*Problem details*: Find the word "outcome" in the listing; pull out each line holding it.

——————————

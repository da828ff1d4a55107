//! Silhouette score over labelled samples.

use linfa::metrics::SilhouetteScore;
use linfa::DatasetBase;
use ndarray::{Array1, ArrayView2, Axis};
use std::collections::BTreeSet;
use tracing::debug;

/// Mean silhouette coefficient of the samples that carry a label.
///
/// Noise samples (`None`) are left out. Returns `None` when fewer than two
/// clusters or fewer than two labelled samples remain, or when every
/// labelled sample is its own cluster.
pub fn silhouette_score(records: ArrayView2<'_, f64>, labels: &[Option<usize>]) -> Option<f64> {
    if records.nrows() != labels.len() {
        return None;
    }

    let kept: Vec<usize> = labels
        .iter()
        .enumerate()
        .filter_map(|(i, label)| label.map(|_| i))
        .collect();
    let targets: Array1<usize> = kept.iter().filter_map(|i| labels[*i]).collect();
    let clusters: BTreeSet<usize> = targets.iter().copied().collect();
    if kept.len() < 2 || clusters.len() < 2 || clusters.len() >= kept.len() {
        return None;
    }

    let dataset = DatasetBase::new(records.select(Axis(0), &kept), targets);
    match dataset.silhouette_score() {
        Ok(score) if score.is_finite() => Some(score),
        Ok(score) => {
            debug!(score, "Discarding non-finite silhouette score");
            None
        }
        Err(e) => {
            debug!(error = %e, "Silhouette score unavailable");
            None
        }
    }
}

#[cfg(test)]
mod tests {
    use super::*;
    use ndarray::array;

    #[test]
    fn test_well_separated_clusters_score_high() {
        let records = array![[0.0, 0.0], [0.1, 0.0], [0.0, 0.1], [10.0, 10.0], [10.1, 10.0], [10.0, 10.1]];
        let labels = vec![Some(0), Some(0), Some(0), Some(1), Some(1), Some(1)];
        let score = silhouette_score(records.view(), &labels).unwrap();
        assert!(score > 0.9, "score was {}", score);
    }

    #[test]
    fn test_single_cluster_has_no_score() {
        let records = array![[0.0], [1.0], [2.0]];
        assert_eq!(silhouette_score(records.view(), &[Some(0), Some(0), Some(0)]), None);
    }

    #[test]
    fn test_noise_is_excluded() {
        let records = array![[0.0], [0.1], [5.0], [5.1], [100.0]];
        let labels = vec![Some(0), Some(0), Some(1), Some(1), None];
        let score = silhouette_score(records.view(), &labels).unwrap();
        assert!(score > 0.9);

        let only_noise = vec![None; 5];
        assert_eq!(silhouette_score(records.view(), &only_noise), None);
    }
}
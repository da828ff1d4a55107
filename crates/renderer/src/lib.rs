//! Images of clustering results.
//!
//! - Label and concentration maps on the model grid ([`geographic`])
//! - Label series and elbow charts ([`chart`])
//! - Cluster palettes and colour ramps ([`style`])
//! - PNG encoding, palette images for label maps ([`png`])

pub mod chart;
pub mod error;
pub mod geographic;
pub mod gradient;
pub mod png;
pub mod style;

pub use chart::{render_elbow, render_label_timeseries, ChartOptions};
pub use error::{RenderError, Result};
pub use geographic::{render_field_map, render_label_map, MapOptions};
pub use gradient::Color;
pub use image::RgbaImage;
pub use png::{save_png, EncodePng, IndexedImage};
pub use style::{hex_to_rgb, ClusterPalette, ColorStop, GradientStyle};
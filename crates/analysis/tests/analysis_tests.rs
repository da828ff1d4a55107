//! The three analyses on a two-water-mass synthetic field with a land column.

use analysis::{
    single_chemical_clustering, timestep_clustering, timewise_clustering, AnalysisError,
};
use cluster_engine::{ClusterParams, Linkage};
use field_processor::{cluster_sizes, OceanField};
use ocean_common::{Chemical, ChemicalSelection};
use test_utils::{apply_land_mask, create_land_mask, create_two_region_field};

const N_TIMES: usize = 24;
const N_LAT: usize = 6;
const N_LON: usize = 5;

fn field() -> OceanField {
    let mut data = create_two_region_field(N_TIMES, N_LAT, N_LON, 5);
    apply_land_mask(&mut data, &create_land_mask(N_LAT, N_LON, 1));
    OceanField::new(data).unwrap()
}

#[test]
fn test_single_chemical_separates_water_masses() {
    let field = field();
    let report = single_chemical_clustering(&field, Chemical::Chl, &ClusterParams::kmeans(2)).unwrap();

    assert_eq!(report.labels.dim(), (N_LAT, N_LON));
    assert_eq!(report.cluster_sizes.iter().sum::<usize>(), N_LAT * (N_LON - 1));
    for i in 0..N_LAT {
        assert!(report.labels[[i, 0]].is_nan(), "land cell ({}, 0) was labelled", i);
        for j in 1..N_LON {
            let same_half = (i < N_LAT / 2) == (0 < N_LAT / 2);
            assert_eq!(report.labels[[i, j]] == report.labels[[0, 1]], same_half);
        }
    }
    assert!(report.silhouette.unwrap() > 0.8);
}

#[test]
fn test_timestep_clustering_with_dbscan() {
    let field = field();
    // DOXY differs by 30 between the masses, jitter stays within a few units.
    let report = timestep_clustering(&field, 3, &ClusterParams::dbscan(15.0, 3)).unwrap();
    assert_eq!(report.n_clusters(), Some(2));
    assert_eq!(report.outcome.noise_count(), 0);
    assert_eq!(report.cluster_sizes, vec![12, 12]);
}

#[test]
fn test_sorted_report_ranks_by_size() {
    let mut data = create_two_region_field(4, 4, 4, 9);
    // Rows 0..3 become one coastal mass, row 3 a small dilute one.
    for t in 0..4 {
        for j in 0..4 {
            for c in 0..4 {
                data[[t, 3, j, c]] = data[[t, 0, j, c]] / 10.0;
                data[[t, 2, j, c]] = data[[t, 0, j, c]];
            }
        }
    }
    let field = OceanField::new(data).unwrap();
    let report = timestep_clustering(&field, 0, &ClusterParams::kmeans(2)).unwrap();
    let sorted = report.sorted_by_size();

    assert_eq!(sorted.cluster_sizes, vec![4, 12]);
    assert_eq!(sorted.labels[[3, 0]], 0.0);
    assert_eq!(sorted.labels[[0, 0]], 1.0);

    // Per-sample labels follow the same renumbering as the grid.
    assert_eq!(cluster_sizes(&sorted.outcome.labels, 2), vec![4, 12]);
    let grid_labels: Vec<Option<usize>> = sorted.labels.iter().map(|v| Some(*v as usize)).collect();
    assert_eq!(sorted.outcome.labels, grid_labels);
}

#[test]
fn test_timewise_at_location() {
    let field = field();
    let selection = ChemicalSelection::from_chemicals(&[Chemical::Chl, Chemical::Doxy]);
    let params = ClusterParams::hierarchical(Some(2), Linkage::Ward);
    let report = timewise_clustering(&field, Some((0, 2)), &selection, &params).unwrap();

    assert_eq!(report.labels.len(), N_TIMES);
    assert!(report.labels.iter().all(|l| *l == 0.0 || *l == 1.0));
    assert_eq!(report.cluster_sizes.iter().sum::<usize>(), N_TIMES);
    assert_eq!(report.outcome.dendrogram.as_ref().unwrap().merges().len(), N_TIMES - 1);
}

#[test]
fn test_timewise_spatial_mean_without_cut() {
    let field = field();
    let params = ClusterParams::hierarchical(None, Linkage::Average);
    let report = timewise_clustering(&field, None, &ChemicalSelection::all(), &params).unwrap();

    assert!(report.labels.is_empty());
    assert!(report.cluster_sizes.is_empty());
    assert_eq!(report.silhouette, None);
    assert!(report.outcome.dendrogram.is_some());

    let json = serde_json::to_value(report.summary()).unwrap();
    assert_eq!(json["mode"], "hierarchical");
    assert_eq!(json["n_clusters"], serde_json::Value::Null);
}

#[test]
fn test_timewise_on_land_reaches_backend() {
    let field = field();
    let err = timewise_clustering(
        &field,
        Some((0, 0)),
        &ChemicalSelection::all(),
        &ClusterParams::kmeans(2),
    )
    .unwrap_err();
    assert!(matches!(err, AnalysisError::Cluster(_)));
}

#[test]
fn test_invalid_chemical_index() {
    let data = create_two_region_field(4, 2, 2, 1);
    let subset = data.slice(ndarray::s![.., .., .., 0..2]).to_owned();
    let field = OceanField::new(subset).unwrap();
    let err = single_chemical_clustering(&field, Chemical::Phos, &ClusterParams::kmeans(2)).unwrap_err();
    assert!(err.is_user_error());
}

——————————

*Solution below*:
    assert_eq!(report.outcome.noise_count(), 0);
    assert_eq!(cluster_sizes(&sorted.outcome.labels, 2), vec![4, 12]);
    assert_eq!(sorted.outcome.labels, grid_labels);
    assert_eq!(report.outcome.dendrogram.as_ref().unwrap().merges().len(), N_TIMES - 1);
    assert!(report.outcome.dendrogram.is_some());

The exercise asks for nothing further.